Devociones sobre ocasiones de emergencia y las varias etapas de mi enfermedad es la intensa reconstrucción metafórica de un padecimiento infeccioso, quizá tifus, que lo aquejó a los 52 años y le puso un pie en la tumba. El libro recorre en 23 estancias el progreso de la afección hasta su frágil recuperación y la instauración del miedo a la recaída. Son constantes sus referencias a campanas y médicos. Los repiques le recuerdan que podrían ser por él, aunque de momento sean por alguien más que no salió de la epidemia. Los médicos aparecen como sabios o enemigos, poderosos e impotentes, juegan a Dios y acaban como pobres diablos cuando la enfermedad se impone.

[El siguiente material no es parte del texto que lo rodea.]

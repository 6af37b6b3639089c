use std::path::Path;

use dftsplit::{
    dta, io, DftError, DftPaths, Image, NormData, Pipeline, SampleFormat, Samples,
    TransformOptions,
};

fn pipeline(no_clobber: bool) -> Pipeline {
    Pipeline::new(TransformOptions {
        parallel: true,
        no_clobber,
    })
}

fn write_source(path: &Path, width: usize, height: usize) -> Image {
    let mut data = Vec::with_capacity(width * height * 3);
    for y in 0..height {
        for x in 0..width {
            data.push((x * 255 / width) as u8);
            data.push((y * 255 / height) as u8);
            data.push(if (x / 4 + y / 4) % 2 == 0 { 30 } else { 220 });
        }
    }
    let image = Image::new(width, height, 3, Samples::U8(data)).unwrap();
    io::save(&image, path).unwrap();
    image
}

fn write_u16(path: &Path, width: usize, height: usize, channels: usize) {
    let image = Image::new(
        width,
        height,
        channels,
        Samples::U16(vec![1000; width * height * channels]),
    )
    .unwrap();
    io::save(&image, path).unwrap();
}

#[test]
fn forward_writes_three_artifacts() {
    let dir = tempfile::tempdir().unwrap();
    let source = dir.path().join("photo.png");
    write_source(&source, 20, 14);

    let paths = DftPaths::from_original(&source);
    let output = pipeline(true).dft_forward(&paths).unwrap();

    assert_eq!(output.magnitude, dir.path().join("photo.mag.png"));
    assert_eq!(output.phase, dir.path().join("photo.phs.png"));
    assert_eq!(output.metadata, dir.path().join("photo.dta"));

    let magnitude = io::load(&output.magnitude).unwrap();
    let phase = io::load(&output.phase).unwrap();
    assert_eq!(magnitude.format(), SampleFormat::U16);
    assert_eq!(magnitude.channels(), 3);
    // 14 pads to 15
    assert_eq!(magnitude.dimensions(), (20, 15));
    assert_eq!(phase.dimensions(), magnitude.dimensions());

    let norms = dta::read_file(&output.metadata).unwrap();
    assert_eq!(norms.len(), 3);
    let text = std::fs::read_to_string(&output.metadata).unwrap();
    assert_eq!(text.lines().count(), 3);
}

#[test]
fn forward_then_inverse_rebuilds_the_image() {
    let dir = tempfile::tempdir().unwrap();
    let source = dir.path().join("tiles.png");
    let original = write_source(&source, 16, 16);

    let paths = DftPaths::from_original(&source);
    let pipeline = pipeline(true);
    pipeline.dft_forward(&paths).unwrap();

    let written = pipeline.dft_inverse(&paths).unwrap();
    // the source exists, so the rebuilt image gets a fresh name
    assert_eq!(written, dir.path().join("tiles-1.png"));

    let rebuilt = io::load(&written).unwrap();
    assert_eq!(rebuilt.format(), SampleFormat::U16);
    assert_eq!(rebuilt.dimensions(), (16, 16));
    assert_eq!(rebuilt.channels(), 3);

    let (Samples::U8(before), Samples::U16(after)) = (original.samples(), rebuilt.samples()) else {
        panic!("unexpected sample formats");
    };
    for channel in 0..3 {
        let values: Vec<f64> = before.iter().skip(channel).step_by(3).map(|&v| v as f64).collect();
        let min = values.iter().cloned().fold(f64::INFINITY, f64::min);
        let max = values.iter().cloned().fold(f64::NEG_INFINITY, f64::max);

        for (value, out) in values.iter().zip(after.iter().skip(channel).step_by(3)) {
            let expected = (value - min) / (max - min) * 65535.0;
            assert!(
                (expected - *out as f64).abs() < 300.0,
                "channel {channel}: expected {expected}, got {out}"
            );
        }
    }
}

#[test]
fn overwrite_replaces_existing_outputs() {
    let dir = tempfile::tempdir().unwrap();
    let source = dir.path().join("again.png");
    write_source(&source, 8, 8);
    let paths = DftPaths::from_original(&source);

    pipeline(false).dft_forward(&paths).unwrap();
    let second = pipeline(false).dft_forward(&paths).unwrap();
    assert_eq!(second.magnitude, dir.path().join("again.mag.png"));

    let third = pipeline(true).dft_forward(&paths).unwrap();
    assert_eq!(third.magnitude, dir.path().join("again.mag-1.png"));
}

#[test]
fn inverse_rejects_mismatched_images() {
    let dir = tempfile::tempdir().unwrap();
    let paths = DftPaths::from_original(dir.path().join("odd.png"));
    write_u16(&paths.magnitude, 100, 100, 1);
    write_u16(&paths.phase, 100, 99, 1);
    dta::write_file(&paths.metadata, &[NormData::new(0.0, 1.0, 0.0, 1.0)]).unwrap();

    let err = pipeline(true).dft_inverse(&paths).unwrap_err();
    assert!(matches!(err, DftError::DimensionMismatch(_)));
    assert!(err.to_string().contains("need to be same size"));
    assert!(!paths.original.exists());
}

#[test]
fn inverse_rejects_metadata_for_other_channel_count() {
    let dir = tempfile::tempdir().unwrap();
    let paths = DftPaths::from_original(dir.path().join("count.png"));
    write_u16(&paths.magnitude, 8, 8, 3);
    write_u16(&paths.phase, 8, 8, 3);
    dta::write_file(&paths.metadata, &[NormData::new(0.0, 1.0, 0.0, 1.0)]).unwrap();

    let err = pipeline(true).dft_inverse(&paths).unwrap_err();
    assert!(matches!(
        err,
        DftError::MetadataCountMismatch {
            expected: 3,
            found: 1
        }
    ));
}

#[test]
fn inverse_rejects_malformed_metadata() {
    let dir = tempfile::tempdir().unwrap();
    let paths = DftPaths::from_original(dir.path().join("bad.png"));
    write_u16(&paths.magnitude, 4, 4, 1);
    write_u16(&paths.phase, 4, 4, 1);
    std::fs::write(&paths.metadata, "0 1 two 3\n").unwrap();

    let err = pipeline(true).dft_inverse(&paths).unwrap_err();
    assert!(matches!(err, DftError::MalformedMetadata { line: 1, .. }));
}

#[test]
fn inverse_requires_sixteen_bit_inputs() {
    let dir = tempfile::tempdir().unwrap();
    let paths = DftPaths::from_original(dir.path().join("eight.png"));
    let eight = Image::new(4, 4, 1, Samples::U8(vec![9; 16])).unwrap();
    io::save(&eight, &paths.magnitude).unwrap();
    io::save(&eight, &paths.phase).unwrap();

    let err = pipeline(true).dft_inverse(&paths).unwrap_err();
    assert!(matches!(err, DftError::Decode { .. }));
}

#[test]
fn forward_reports_missing_source() {
    let dir = tempfile::tempdir().unwrap();
    let paths = DftPaths::from_original(dir.path().join("missing.png"));

    let err = pipeline(true).dft_forward(&paths).unwrap_err();
    assert!(matches!(err, DftError::Io(_)));
    assert!(!paths.magnitude.exists());
}

#[test]
fn repeated_forward_keeps_each_set_together() {
    let dir = tempfile::tempdir().unwrap();
    let source = dir.path().join("p.png");
    let paths = DftPaths::from_original(&source);
    let pipeline = pipeline(true);

    write_source(&source, 12, 10);
    let first = pipeline.dft_forward(&paths).unwrap();
    let first_norms = dta::read_file(&first.metadata).unwrap();

    write_source(&source, 10, 12);
    let second = pipeline.dft_forward(&paths).unwrap();
    assert_eq!(second.magnitude, dir.path().join("p.mag-1.png"));
    assert_eq!(second.phase, dir.path().join("p.phs-1.png"));
    assert_eq!(second.metadata, dir.path().join("p-1.dta"));

    // the default names still hold the first run's consistent set
    assert_eq!(dta::read_file(&paths.metadata).unwrap(), first_norms);
    assert_ne!(dta::read_file(&second.metadata).unwrap(), first_norms);

    let rebuilt = io::load(&pipeline.dft_inverse(&paths).unwrap()).unwrap();
    assert_eq!(rebuilt.dimensions(), (12, 10));
}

Poeta sensual y religioso, casi dos personas en una, creció como recalcitrante católico en una Inglaterra reformada, hasta que cambió de Iglesia y devino clérigo de relevancia. Su libro Canciones y sonetos contiene algunos de los poemas amorosos más hermosos y carnales que se han escrito (como The Good-Morrow o Air and Angels). El estudioso y traductor Maurice Molho afirma que Donne añadió una cuarta dimensión al espacio: el Amor, donde el cuerpo es el libro en el que se leen sus misterios (Maurice y Blanca Molho, Poetas ingleses metafísicos del siglo XVII, Barral Editores, 1970). En ningún momento, subraya Molho, se menciona a Dios en estos poemas. En Poemas divinos, otro Donne se interna en la contemplación devota y se aturde con preguntas esenciales.

El malvado doctor Samuel Johnson llamaría metafísicos a Donne y sus pares (Andrew Marvell, George Herbert, Henry Vaughan), burlándose de su densidad conceptual. Así, acuñó la etiqueta por la que se les conoce y admira.

En sintonía evidente con los actuales tiempos de pandemia se reditó en castellano Meditaciones en tiempos de crisis (Ariel, 2020), que reúne sólo las 23 Meditaciones, dejando fuera las correspondientes Disquisiciones y Oraciones del libro original de Devociones citado arriba. Hay que ponderar a Donne (contemplador experto de la contundencia sexual del cuerpo y la huidiza idea del alma) confinado, postrado y doliente, padeciendo sus síntomas y el desfile de médicos, el aislamiento del apestado y el sonar de las campanas, que compara con el metal de la artillería. Más fatalista que nunca, religioso pero no místico, pues está enojado con Dios y con la Naturaleza, enhebra inquisiciones y disquisiciones tan extravagantes y provocadoras como las que llamaron la atención de Borges acerca del suicidio de Cristo. A continuación se citan algunas líneas ejemplares de las Meditaciones, en versión de Asunción Cuesta:

Los mayores males son los menos visibles.

Doblan las campanas; han cambiado de ritmo, antes se oían a un ritmo débil e intermitente, ahora a un ritmo más fuerte.

Una enfermedad que toda nuestra diligencia no ha podido prevenir, que toda nuestra curiosidad no ha podido contemplar, esto es, que no merecemos a causa de nuestros desmanes, nos convoca, nos atrapa, se apodera de nosotros y nos destruye en un momento.

Una enfermedad es el desorden, la discordia, la irregularidad, la conmoción y la rebelión del cuerpo.

“Un lecho de enfermo es un modelo de tumba, y todo lo que el paciente dice allí no es más que una variación de su epitafio… Aquí la cabeza está tan abajo como los pies.”

Al igual que la enfermedad es la mayor miseria, la mayor miseria de la enfermedad es la soledad.

Observo al médico con la misma diligencia que él observa la enfermedad; veo que se asusta y yo me asusto con él; lo supero y lo rebaso en su temor, y cuanto más disimula su miedo, más miedo tengo yo, y cuando menos quiere que lo vea, más nítidamente lo veo yo.

Sobre la recuperación: “Soy más propenso a caerme al suelo ahora que estoy de pie que cuando estaba tumbado… estoy más preparado para hundirme más a fondo que antes”.

Una larga enfermedad al final cansa a los amigos, pero una enfermedad pestilenciosa los ahuyenta desde el principio.

En Donne, la ironía es también un humanismo con moraleja: Considerando el peligro de otro, logro contemplar el mío.